「今思えば失望させないための草下さんなりの優しさなのですが、正直『畜生!!』って思って。絶対に売れる本を作ってやるって思いました。最初は1カ月の予定だったんですけど、取材期間を延ばして、最終的に78日になりました。最後は、僕みたいなひよっこがこの街にいること自体が生意気なんじゃないか? みたいな気持ちになってきて、逃げるように帰ってきました」
本はロングセラーに。いろいろなことが180度変わった
東京に帰ってきたが、大阪に行く段階でアパートは解約していた。
再び、学生時代に働いていたゲイマッサージ店で働くことにして、お店の待機室で生活をすることにした。

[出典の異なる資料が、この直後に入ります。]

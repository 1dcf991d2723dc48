//! Object storage for ledger inputs and report artifacts
//! Uses Apache Arrow object_store crate

use bytes::Bytes;
use object_store::local::LocalFileSystem;
use object_store::memory::InMemory;
use object_store::{ObjectStore, path::Path as StoragePath};
use std::path::Path;
use std::sync::Arc;
use thiserror::Error;

#[derive(Debug, Error)]
pub enum StorageError {
    #[error("Not found: {0}")]
    NotFound(String),

    #[error("I/O error: {0}")]
    Io(#[from] std::io::Error),

    #[error("Object store error: {0}")]
    ObjectStoreError(#[from] object_store::Error),
}

/// Storage result type
pub type Result<T> = std::result::Result<T, StorageError>;

/// Metadata returned after upload
#[derive(Debug, Clone)]
pub struct UploadMetadata {
    pub key: String,
    pub etag: Option<String>,
    pub size: usize,
}

/// Top-level object found by [`StorageClient::list`]
#[derive(Debug, Clone, PartialEq, Eq)]
pub struct ObjectEntry {
    pub name: String,
    pub size: u64,
}

/// Storage client wrapping object_store
///
/// `location` names the backing root (canonical directory or memory label)
/// and is what distinguishes two clients holding files of the same name.
#[derive(Clone)]
pub struct StorageClient {
    store: Arc<dyn ObjectStore>,
    location: String,
}

impl StorageClient {
    /// Create new storage client with any object_store backend
    pub fn new(store: Arc<dyn ObjectStore>, location: impl Into<String>) -> Self {
        Self {
            store,
            location: location.into(),
        }
    }

    /// Open a directory on the local filesystem, creating it if missing
    pub fn local(dir: impl AsRef<Path>) -> Result<Self> {
        let dir = dir.as_ref();
        std::fs::create_dir_all(dir)?;
        let root = std::fs::canonicalize(dir)?;
        let store = LocalFileSystem::new_with_prefix(&root)?;

        tracing::info!(root = %root.display(), "Opened local storage");

        Ok(Self::new(Arc::new(store), root.display().to_string()))
    }

    /// Open an existing directory on the local filesystem.
    ///
    /// A missing directory is [`StorageError::NotFound`]; nothing is created.
    pub fn local_existing(dir: impl AsRef<Path>) -> Result<Self> {
        let dir = dir.as_ref();
        let root = std::fs::canonicalize(dir).map_err(|e| match e.kind() {
            std::io::ErrorKind::NotFound => StorageError::NotFound(dir.display().to_string()),
            _ => StorageError::Io(e),
        })?;
        if !root.is_dir() {
            return Err(StorageError::NotFound(dir.display().to_string()));
        }
        let store = LocalFileSystem::new_with_prefix(&root)?;

        tracing::info!(root = %root.display(), "Opened local storage");

        Ok(Self::new(Arc::new(store), root.display().to_string()))
    }

    /// Create in-memory storage for testing/development
    pub fn in_memory(label: &str) -> Self {
        Self::new(Arc::new(InMemory::new()), format!("memory://{label}"))
    }

    pub fn location(&self) -> &str {
        &self.location
    }

    /// Upload bytes to storage, replacing any existing object
    pub async fn upload(&self, key: &str, data: Bytes) -> Result<UploadMetadata> {
        let path = StoragePath::from(key);
        let size = data.len();

        let put_result = self.store.put(&path, data.into()).await?;

        tracing::debug!(key, size, "Uploaded to storage");

        Ok(UploadMetadata {
            key: key.to_string(),
            etag: put_result.e_tag,
            size,
        })
    }

    /// Download from storage
    pub async fn download(&self, key: &str) -> Result<Bytes> {
        let path = StoragePath::from(key);

        let result = self.store.get(&path).await.map_err(|e| not_found(key, e))?;
        let bytes = result.bytes().await.map_err(|e| not_found(key, e))?;

        tracing::debug!(key, size = bytes.len(), "Downloaded from storage");

        Ok(bytes)
    }

    /// Size in bytes of a stored object
    pub async fn size(&self, key: &str) -> Result<u64> {
        let path = StoragePath::from(key);
        let meta = self.store.head(&path).await.map_err(|e| not_found(key, e))?;
        Ok(meta.size)
    }

    /// Check if key exists
    pub async fn exists(&self, key: &str) -> Result<bool> {
        match self.size(key).await {
            Ok(_) => Ok(true),
            Err(StorageError::NotFound(_)) => Ok(false),
            Err(e) => Err(e),
        }
    }

    /// List objects directly under the root; nested prefixes are skipped
    pub async fn list(&self) -> Result<Vec<ObjectEntry>> {
        let listing = self.store.list_with_delimiter(None).await?;

        Ok(listing
            .objects
            .into_iter()
            .filter_map(|meta| {
                let name = meta.location.filename()?.to_string();
                Some(ObjectEntry {
                    name,
                    size: meta.size,
                })
            })
            .collect())
    }
}

fn not_found(key: &str, err: object_store::Error) -> StorageError {
    match err {
        object_store::Error::NotFound { .. } => StorageError::NotFound(key.to_string()),
        other => StorageError::ObjectStoreError(other),
    }
}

「僕は相変わらずの人気でした。1日約5人の客が入って、マッサージとマッサージの合間に原稿を書くという感じでした」
そうして発売された『ルポ西成 七十八日間ドヤ街生活』は売れた。
ロングセラーになり、6万部を超えるヒットになった。
「それだけの部数出るとやっぱ認知が広まっていろんな所からメールが来るようになりました。そこからいろいろ180度変わったみたいな感じでした」
そんな折、写真週刊誌のスクープ記者の欠員が出ているから、働かないか? という誘いがあった。
草下さんが推薦してくれて、スクープ記者として業務委託することになった。それを機にゲイマッサージの世界からは足を洗った。
「芸能人の尾行をするのがメインの仕事でした。その時は面白かったんですけど、正直実績にもならないし、後で語れる経験にもならないな……と思っていました」
そう思っていたところに、雑誌プレジデントの編集部から直接連絡があった。会った一言目に、
「その写真週刊誌は辞めて、うちに来い」
と言われた。
「それで、きっぱり写真週刊誌はやめて、プレジデント編集部に入って、編集者の仕事をすることにしました。特集と連載の企画を出して、記事をライターに振って書いていただくという感じです。最初は自分でも原稿を書いていたんですけど、編集という仕事はそういうことじゃないって段々分かってきて。現在は、プレジデント、週刊SPA!、みんかぶマガジン、と3つの媒体でフリーランスの編集として働きながら、ライターとしては別の媒体で活動しています」
そんな多忙な日々を送っている中、KADOKAWAから、本を出しませんか? という提案を受けた。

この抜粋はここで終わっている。